RAW DATA:
= = = =
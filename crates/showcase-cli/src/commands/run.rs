use std::io;
use std::sync::Arc;
use std::time::Instant;

use anyhow::Result;
use crossterm::{
    event::{DisableMouseCapture, EnableMouseCapture, MouseEvent, MouseEventKind},
    execute,
    terminal::{
        disable_raw_mode, enable_raw_mode, EnterAlternateScreen, LeaveAlternateScreen, SetTitle,
    },
};
use ratatui::{backend::CrosstermBackend, Terminal};
use tokio::sync::mpsc;

use showcase_core::contact::{create_endpoint, ContactEndpoint, ContactMessage};
use showcase_core::{AppConfig, SiteContent};
use showcase_tui::{
    app::{App, AppCommand},
    event::{AppEvent, ContactResult, EventHandler},
    input::{handle_key_event, Action},
    scroll::ScrollConfigExt,
    widgets,
};

pub async fn run(config: Arc<AppConfig>, content: SiteContent) -> Result<()> {
    let endpoint = create_endpoint(&config.contact)?;
    let title = content.site.name.clone();

    // Create app state before touching the terminal so errors print cleanly
    let mut app = App::new(config.clone(), content, Instant::now())?;

    // Setup terminal
    enable_raw_mode()?;
    let mut stdout = io::stdout();
    execute!(stdout, EnterAlternateScreen, EnableMouseCapture, SetTitle(&title))?;

    let backend = CrosstermBackend::new(stdout);
    let mut terminal = Terminal::new(backend)?;

    let result = event_loop(&mut terminal, &mut app, endpoint, &config).await;

    // Release reveal scopes and the scroll lock before leaving
    app.teardown();

    // Restore terminal
    disable_raw_mode()?;
    execute!(
        terminal.backend_mut(),
        LeaveAlternateScreen,
        DisableMouseCapture
    )?;
    terminal.show_cursor()?;

    result
}

async fn event_loop(
    terminal: &mut Terminal<CrosstermBackend<io::Stdout>>,
    app: &mut App,
    endpoint: Arc<dyn ContactEndpoint>,
    config: &AppConfig,
) -> Result<()> {
    // Create event handler with the animation frame budget
    let event_handler = EventHandler::with_animation_tick(
        config.ui.tick_rate_ms,
        config.ui.scroll.animation_tick_duration(),
    );

    // Create channel for async contact submissions
    let (contact_tx, mut contact_rx) = mpsc::unbounded_channel::<ContactResult>();

    // Track if we need high frame rate for animations.
    // Checked at the END of each iteration to pick the NEXT poll timeout.
    let mut needs_fast_update = true;

    loop {
        // Process any completed submissions (non-blocking)
        while let Ok(result) = contact_rx.try_recv() {
            app.finish_contact(result, Instant::now());
        }

        let now = Instant::now();
        app.update(now);

        // Draw UI
        terminal.draw(|frame| widgets::draw(frame, app, now))?;

        // Handle events (faster tick rate while anything is moving)
        let event = if needs_fast_update {
            event_handler.next_animation()?
        } else {
            event_handler.next()?
        };
        if let Some(event) = event {
            let now = Instant::now();
            match event {
                AppEvent::Key(key) => {
                    let action = handle_key_event(key, app);
                    let command = app.apply(action, now);
                    handle_command(app, command, &endpoint, &contact_tx);
                }
                AppEvent::Mouse(mouse) => handle_mouse(app, mouse, now),
                AppEvent::Resize(_, _) => {
                    // Layout is recomputed on the next draw
                }
                AppEvent::Tick => {}
            }
        }

        needs_fast_update = app.needs_fast_update(Instant::now());

        if app.should_quit {
            break;
        }
    }

    Ok(())
}

fn handle_mouse(app: &mut App, mouse: MouseEvent, now: Instant) {
    match mouse.kind {
        MouseEventKind::Down(_) => {
            if app.handle_click(mouse.column, mouse.row) {
                tracing::debug!("Modal dismissed by backdrop click");
            }
        }
        MouseEventKind::ScrollDown => {
            app.apply(Action::ScrollDown, now);
        }
        MouseEventKind::ScrollUp => {
            app.apply(Action::ScrollUp, now);
        }
        _ => {}
    }
}

fn handle_command(
    app: &mut App,
    command: AppCommand,
    endpoint: &Arc<dyn ContactEndpoint>,
    contact_tx: &mpsc::UnboundedSender<ContactResult>,
) {
    match command {
        AppCommand::None => {}
        AppCommand::SubmitContact(message) => {
            spawn_submit(endpoint.clone(), message, contact_tx.clone());
        }
        AppCommand::OpenExternal(target) => {
            if let Err(e) = open::that(&target) {
                tracing::warn!("Failed to open {}: {}", target, e);
                app.set_status(format!("Failed to open: {}", e));
            } else {
                app.set_status(format!("Opened {}", target));
            }
        }
    }
}

/// Deliver a contact message in the background and report through the channel
fn spawn_submit(
    endpoint: Arc<dyn ContactEndpoint>,
    message: ContactMessage,
    tx: mpsc::UnboundedSender<ContactResult>,
) {
    tokio::spawn(async move {
        let result = match endpoint.send(&message).await {
            Ok(()) => ContactResult::Delivered,
            Err(e) => ContactResult::Failed {
                error: e.to_string(),
            },
        };
        let _ = tx.send(result);
    });
}
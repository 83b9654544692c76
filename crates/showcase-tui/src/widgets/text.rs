//! Line-building helpers shared by the section widgets

use ratatui::{
    style::{Color, Modifier, Style},
    text::{Line, Span},
};
use showcase_core::reveal::VisualState;
use unicode_width::{UnicodeWidthChar, UnicodeWidthStr};

use crate::app::HEADER_ROWS;
use crate::theme::Theme;

/// Wrap text respecting unicode character widths, breaking on spaces when possible
pub fn wrap(text: &str, max_width: usize) -> Vec<String> {
    let max_width = max_width.max(1);
    let mut result = Vec::new();

    for paragraph in text.lines() {
        let mut current = String::new();
        let mut current_width = 0;

        for word in paragraph.split_whitespace() {
            let word_width = word.width();
            let sep = usize::from(!current.is_empty());

            if current_width + sep + word_width <= max_width {
                if sep == 1 {
                    current.push(' ');
                }
                current.push_str(word);
                current_width += sep + word_width;
                continue;
            }

            if !current.is_empty() {
                result.push(std::mem::take(&mut current));
                current_width = 0;
            }

            // Hard-break words longer than a line
            for ch in word.chars() {
                let ch_width = ch.width().unwrap_or(1);
                if current_width + ch_width > max_width && !current.is_empty() {
                    result.push(std::mem::take(&mut current));
                    current_width = 0;
                }
                current.push(ch);
                current_width += ch_width;
            }
        }

        result.push(current);
    }

    if result.is_empty() {
        result.push(String::new());
    }
    result
}

/// Truncate a string to a display width with ellipsis
pub fn truncate_str(s: &str, max_width: usize) -> String {
    if s.width() <= max_width {
        return s.to_string();
    }
    let mut out = String::new();
    let mut width = 0;
    for ch in s.chars() {
        let w = ch.width().unwrap_or(1);
        if width + w + 1 > max_width {
            break;
        }
        out.push(ch);
        width += w;
    }
    if max_width > 0 {
        out.push('…');
    }
    out
}

/// Pad or cut a line to exactly `width` columns
pub fn fit_line(line: Line<'static>, width: usize) -> Line<'static> {
    let mut spans = Vec::with_capacity(line.spans.len() + 1);
    let mut used = 0;

    for span in line.spans {
        if used >= width {
            break;
        }
        let span_width = span.content.width();
        if used + span_width <= width {
            used += span_width;
            spans.push(span);
        } else {
            let mut cut = String::new();
            for ch in span.content.chars() {
                let w = ch.width().unwrap_or(1);
                if used + w > width {
                    break;
                }
                cut.push(ch);
                used += w;
            }
            spans.push(Span::styled(cut, span.style));
        }
    }

    if used < width {
        spans.push(Span::raw(" ".repeat(width - used)));
    }
    Line::from(spans).style(line.style)
}

/// Center a line within `width` columns
pub fn center(line: Line<'static>, width: usize) -> Line<'static> {
    let pad = width.saturating_sub(line.width()) / 2;
    if pad == 0 {
        return line;
    }
    let mut spans = vec![Span::raw(" ".repeat(pad))];
    spans.extend(line.spans);
    Line::from(spans).style(line.style)
}

/// Render a reveal state onto a block of lines.
///
/// The block keeps its height: the vertical offset pushes content down and
/// clips the bottom, opacity fades colors into the page background and a
/// scale below 1 indents the block.
pub fn apply_reveal(
    lines: Vec<Line<'static>>,
    state: VisualState,
    theme: &Theme,
    width: usize,
) -> Vec<Line<'static>> {
    if state == VisualState::RESTING {
        return lines;
    }

    let height = lines.len();
    let shift = (state.offset_y.max(0.0).round() as usize).min(height);
    let indent = ((1.0 - state.scale).max(0.0) * width as f64 / 2.0).round() as usize;

    let mut out: Vec<Line<'static>> = Vec::with_capacity(height);
    out.extend(std::iter::repeat_with(Line::default).take(shift));

    for line in lines.into_iter().take(height - shift) {
        let line_fg = line.style.fg;
        let mut spans: Vec<Span<'static>> = Vec::with_capacity(line.spans.len() + 1);
        if indent > 0 {
            spans.push(Span::raw(" ".repeat(indent)));
        }
        for span in line.spans {
            let fg = span.style.fg.or(line_fg).unwrap_or(theme.fg0);
            let mut style = span.style.fg(theme.fade(fg, state.opacity));
            if let Some(bg) = span.style.bg {
                style = style.bg(theme.fade(bg, state.opacity));
            }
            spans.push(Span::styled(span.content, style));
        }
        out.push(Line::from(spans));
    }

    out
}

/// Heading block of a section: title, subtitle, optional tabs, spacer.
/// Always `HEADER_ROWS` tall so the body starts where the app expects it.
pub fn section_header(
    title: &str,
    subtitle: &str,
    tabs: Option<Line<'static>>,
    theme: &Theme,
    width: usize,
) -> Vec<Line<'static>> {
    let title_len = title.chars().count().max(1);
    let title_spans: Vec<Span<'static>> = title
        .chars()
        .enumerate()
        .map(|(i, ch)| {
            Span::styled(
                ch.to_string(),
                Style::default()
                    .fg(theme.gradient(i as f64 / title_len as f64))
                    .add_modifier(Modifier::BOLD),
            )
        })
        .collect();

    let mut lines = vec![
        center(Line::from(title_spans), width),
        center(
            Line::from(Span::styled(
                truncate_str(subtitle, width.saturating_sub(4)),
                Style::default().fg(theme.grey2),
            )),
            width,
        ),
        tabs.map(|t| center(t, width)).unwrap_or_default(),
        Line::default(),
    ];
    lines.truncate(HEADER_ROWS as usize);
    lines
}

/// Filter tab strip with the active option highlighted
pub fn tabs_line(options: &[(&str, &str)], active: &str, theme: &Theme) -> Line<'static> {
    let mut spans = Vec::new();
    for (i, (id, label)) in options.iter().enumerate() {
        if i > 0 {
            spans.push(Span::styled(" · ", Style::default().fg(theme.grey0)));
        }
        let style = if *id == active {
            Style::default()
                .fg(theme.bg0)
                .bg(theme.accent)
                .add_modifier(Modifier::BOLD)
        } else {
            Style::default().fg(theme.grey2)
        };
        spans.push(Span::styled(format!(" {} ", label), style));
    }
    Line::from(spans)
}

/// Solid color block with centered initials
pub fn swatch_line(initials: &str, color: Color, fg: Color, width: usize) -> Line<'static> {
    let text_width = initials.width();
    let left = width.saturating_sub(text_width) / 2;
    let right = width.saturating_sub(text_width + left);
    Line::from(vec![
        Span::styled(" ".repeat(left), Style::default().bg(color)),
        Span::styled(
            initials.to_string(),
            Style::default()
                .fg(fg)
                .bg(color)
                .add_modifier(Modifier::BOLD),
        ),
        Span::styled(" ".repeat(right), Style::default().bg(color)),
    ])
}

#[cfg(test)]
mod tests {
    use super::*;

    #[test]
    fn test_wrap_breaks_on_words() {
        let lines = wrap("Crafting cinematic digital experiences", 16);
        assert_eq!(lines, vec!["Crafting", "cinematic", "digital", "experiences"]);
        assert!(lines.iter().all(|l| l.width() <= 16));
    }

    #[test]
    fn test_wrap_hard_breaks_long_words() {
        let lines = wrap("abcdefghij", 4);
        assert_eq!(lines, vec!["abcd", "efgh", "ij"]);
    }

    #[test]
    fn test_wrap_cjk_width() {
        let lines = wrap("你好世界", 4);
        assert_eq!(lines, vec!["你好", "世界"]);
    }

    #[test]
    fn test_truncate_str() {
        assert_eq!(truncate_str("short", 10), "short");
        assert_eq!(truncate_str("Floating Island", 8), "Floatin…");
    }

    #[test]
    fn test_fit_line_pads_and_cuts() {
        let line = fit_line(Line::from("abc"), 5);
        assert_eq!(line.width(), 5);
        let line = fit_line(Line::from(vec![Span::raw("abc"), Span::raw("def")]), 4);
        assert_eq!(line.width(), 4);
    }

    #[test]
    fn test_apply_reveal_keeps_height() {
        let theme = Theme::default();
        let lines: Vec<Line<'static>> = (0..5).map(|i| Line::from(i.to_string())).collect();

        let hidden = apply_reveal(lines.clone(), VisualState::hidden(2.0), &theme, 20);
        assert_eq!(hidden.len(), 5);
        assert_eq!(hidden[0].width(), 0);
        assert_eq!(hidden[2].spans[0].content, "0");
        assert_eq!(hidden[2].spans[0].style.fg, Some(theme.bg0));

        let resting = apply_reveal(lines, VisualState::RESTING, &theme, 20);
        assert_eq!(resting[0].spans[0].content, "0");
    }

    #[test]
    fn test_apply_reveal_scale_indents() {
        let theme = Theme::default();
        let state = VisualState::RESTING.with_scale(0.9);
        let lines = apply_reveal(vec![Line::from("x")], state, &theme, 40);
        assert_eq!(lines[0].spans[0].content, "  ");
    }

    #[test]
    fn test_section_header_height() {
        let theme = Theme::default();
        let lines = section_header("About Me", "Sub", None, &theme, 40);
        assert_eq!(lines.len(), HEADER_ROWS as usize);
    }
}
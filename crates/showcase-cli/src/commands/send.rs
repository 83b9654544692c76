use anyhow::Result;

use showcase_core::contact::{create_endpoint, ContactField, ContactForm};
use showcase_core::AppConfig;

pub async fn run(
    config: &AppConfig,
    name: &str,
    email: &str,
    subject: &str,
    message: &str,
) -> Result<()> {
    let endpoint = create_endpoint(&config.contact)?;

    let mut form = ContactForm::from_config(&config.contact);
    form.set_field(ContactField::Name, name);
    form.set_field(ContactField::Email, email);
    form.set_field(ContactField::Subject, subject);
    form.set_field(ContactField::Message, message);

    println!("Sending via {} endpoint...", endpoint.name());
    if let Err(e) = form.submit(endpoint.as_ref()).await {
        if !form.errors().is_empty() {
            for (field, error) in form.errors().iter() {
                eprintln!("  {}: {}", field.label(), error);
            }
        }
        return Err(e.into());
    }

    println!("Message sent successfully!");
    Ok(())
}
//! Deterministic stand-ins for items and portraits without an image

/// Initials plus a stable hue, derived only from the item's id and title
#[derive(Debug, Clone, PartialEq, Eq)]
pub struct Placeholder {
    pub initials: String,
    /// Hue in degrees [0, 360)
    pub hue: u16,
}

impl Placeholder {
    pub fn new(id: &str, title: &str) -> Self {
        Self {
            initials: initials(title),
            hue: hue_for(id),
        }
    }
}

/// First letter of the first two words, uppercased
pub fn initials(title: &str) -> String {
    let initials: String = title
        .split(|c: char| c.is_whitespace() || c == '-')
        .filter_map(|word| word.chars().find(|c| c.is_alphanumeric()))
        .take(2)
        .flat_map(char::to_uppercase)
        .collect();

    if initials.is_empty() {
        "?".to_string()
    } else {
        initials
    }
}

/// FNV-1a over the id, folded into a hue
fn hue_for(id: &str) -> u16 {
    let hash = id.bytes().fold(0x811c_9dc5_u32, |hash, byte| {
        (hash ^ byte as u32).wrapping_mul(0x0100_0193)
    });
    (hash % 360) as u16
}

#[cfg(test)]
mod tests {
    use super::*;

    #[test]
    fn test_initials() {
        assert_eq!(initials("Floating Island"), "FI");
        assert_eq!(initials("Nebula - Interactive Web Experience"), "NI");
        assert_eq!(initials("zen"), "Z");
        assert_eq!(initials("   "), "?");
    }

    #[test]
    fn test_placeholder_is_deterministic() {
        let a = Placeholder::new("3", "Floating Island");
        let b = Placeholder::new("3", "Floating Island");
        assert_eq!(a, b);
        assert!(a.hue < 360);
    }
}
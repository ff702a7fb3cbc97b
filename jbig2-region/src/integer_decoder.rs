//! Arithmetic integer decoding (A.2).
//!
//! "An invocation of an arithmetic integer decoding procedure involves decoding
//! a sequence of bits, where each bit is decoded using a context formed by the
//! bits decoded previously in this invocation." (A.1)

use alloc::vec;
use alloc::vec::Vec;

use crate::arithmetic_decoder::{ArithmeticDecoding, ContextState};

/// The context memory of one integer decoding procedure (IAx).
///
/// "Each arithmetic integer decoding procedure requires 512 bytes of storage
/// for its context memory." (A.2)
#[derive(Debug, Clone, PartialEq, Eq)]
pub struct IntegerContexts {
    states: Vec<ContextState>,
}

impl IntegerContexts {
    /// Fresh contexts for one procedure, such as IADT or IARDX.
    pub fn new() -> Self {
        Self {
            states: vec![ContextState::default(); 512],
        }
    }
}

impl Default for IntegerContexts {
    fn default() -> Self {
        Self::new()
    }
}

/// The prefix tree of Figure A.1: how many value bits follow and the offset
/// added to them.
const VALUE_RANGES: [(u32, u32); 6] = [
    (2, 0),
    (4, 4),
    (6, 20),
    (8, 84),
    (12, 340),
    (32, 4436),
];

/// Decode one integer. `None` is OOB.
///
/// "The result of the integer arithmetic decoding procedure is equal to:
/// - V if S = 0
/// - -V if S = 1 and V > 0
/// - OOB if S = 1 and V = 0" (A.2)
pub(crate) fn decode<D: ArithmeticDecoding + ?Sized>(
    decoder: &mut D,
    contexts: &mut IntegerContexts,
) -> Option<i32> {
    // "1) Set: PREV = 1"
    let mut prev = 1_u32;
    let states = &mut contexts.states;

    let sign = decode_bit(decoder, states, &mut prev);

    // Each 1 bit moves one level down the prefix tree; the last level has no
    // terminating 0.
    let mut level = 0;
    while level < VALUE_RANGES.len() - 1 && decode_bit(decoder, states, &mut prev) == 1 {
        level += 1;
    }

    let (bits, offset) = VALUE_RANGES[level];
    let mut value = 0_u32;
    for _ in 0..bits {
        value = (value << 1) | decode_bit(decoder, states, &mut prev);
    }
    let value = i64::from(value) + i64::from(offset);

    match (sign, value) {
        (1, 0) => None,
        (1, v) => Some((-v).clamp(i64::from(i32::MIN), 0) as i32),
        (_, v) => Some(v.min(i64::from(i32::MAX)) as i32),
    }
}

/// "3) After each bit is decoded: If PREV < 256 set:
///     PREV = (PREV << 1) OR D
/// Otherwise set:
///     PREV = (((PREV << 1) OR D) AND 511) OR 256" (A.2)
#[inline(always)]
fn decode_bit<D: ArithmeticDecoding + ?Sized>(
    decoder: &mut D,
    states: &mut [ContextState],
    prev: &mut u32,
) -> u32 {
    let bit = u32::from(decoder.decode_bit(*prev & 0x1ff, states));

    *prev = if *prev < 256 {
        (*prev << 1) | bit
    } else {
        (((*prev << 1) | bit) & 511) | 256
    };

    bit
}

#[cfg(test)]
mod tests {
    use super::*;

    /// Replays a fixed bit sequence and records the contexts it was asked for.
    struct Script {
        bits: Vec<u8>,
        contexts: Vec<u32>,
    }

    impl ArithmeticDecoding for Script {
        fn decode_bit(&mut self, context: u32, _: &mut [ContextState]) -> u8 {
            self.contexts.push(context);
            self.bits.remove(0)
        }
    }

    fn run(bits: &[u8]) -> (Option<i32>, Vec<u32>) {
        let mut script = Script {
            bits: bits.to_vec(),
            contexts: Vec::new(),
        };
        let value = script.decode_int(&mut IntegerContexts::new());
        assert!(script.bits.is_empty(), "not all bits were consumed");
        (value, script.contexts)
    }

    #[test]
    fn small_positive() {
        // S=0, prefix 0, value 0b11.
        let (value, contexts) = run(&[0, 0, 1, 1]);
        assert_eq!(value, Some(3));
        assert_eq!(contexts, [1, 0b10, 0b100, 0b1001]);
    }

    #[test]
    fn negative_in_second_range() {
        // S=1, prefix 10, value 0b0010 + 4.
        let (value, _) = run(&[1, 1, 0, 0, 0, 1, 0]);
        assert_eq!(value, Some(-6));
    }

    #[test]
    fn oob() {
        let (value, _) = run(&[1, 0, 0, 0]);
        assert_eq!(value, None);
    }

    #[test]
    fn negative_zero_is_not_oob_in_higher_ranges() {
        // S=1, prefix 10, value 0 + 4.
        let (value, _) = run(&[1, 1, 0, 0, 0, 0, 0]);
        assert_eq!(value, Some(-4));
    }

    #[test]
    fn prev_keeps_nine_bits() {
        // S=0, prefix 11110, twelve value bits.
        let mut bits = vec![0, 1, 1, 1, 1, 0];
        bits.extend([1; 12]);
        let (value, contexts) = run(&bits);
        assert_eq!(value, Some(4095 + 340));
        assert!(contexts.iter().all(|&cx| cx < 512));
        assert!(contexts[9..].iter().all(|&cx| cx >= 256));
    }

    #[test]
    fn largest_range_saturates() {
        let mut bits = vec![0, 1, 1, 1, 1, 1];
        bits.extend([1; 32]);
        let (value, _) = run(&bits);
        assert_eq!(value, Some(i32::MAX));
    }
}
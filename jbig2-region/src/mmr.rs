//! The code-word side of MMR decoding (6.2.6, ITU-T T.6).

/// A two-dimensional coding mode (T.6, Table 1).
#[derive(Debug, Clone, Copy, PartialEq, Eq)]
pub enum TwoDimensionalCode {
    /// P: skip to below b2.
    Pass,
    /// H: two run lengths follow.
    Horizontal,
    /// V: a1 is at b1 plus the given offset, -3 to 3.
    Vertical(i8),
}

/// The end-of-facsimile-block marker as returned by
/// [`MmrDecoding::get_24_bits`] (two EOL codes, 6.2.6).
pub const EOFB: u32 = 0x001001;

/// A T.6 code-word reader.
///
/// Every method returns `None` for a bit pattern that is not a valid code of
/// the requested kind.
pub trait MmrDecoding {
    /// Reset the bit buffer before a new bitmap.
    fn reset(&mut self);

    /// Read a two-dimensional mode code.
    fn get_2d_code(&mut self) -> Option<TwoDimensionalCode>;

    /// Read one white run-length code, terminating or make-up.
    fn get_white_code(&mut self) -> Option<u32>;

    /// Read one black run-length code, terminating or make-up.
    fn get_black_code(&mut self) -> Option<u32>;

    /// Read the next 24 bits without interpretation.
    fn get_24_bits(&mut self) -> u32;

    /// Move to the byte `length` bytes after the start of the data.
    fn skip_to(&mut self, length: u32);
}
= = = =
YOUR INSTRUCTIONS: A line qualifies when it holds the word "MmrDecoding"; report all qualifying lines from the records above.

RESULT OF THE EXERCISE:
/// [`MmrDecoding::get_24_bits`] (two EOL codes, 6.2.6).
pub trait MmrDecoding {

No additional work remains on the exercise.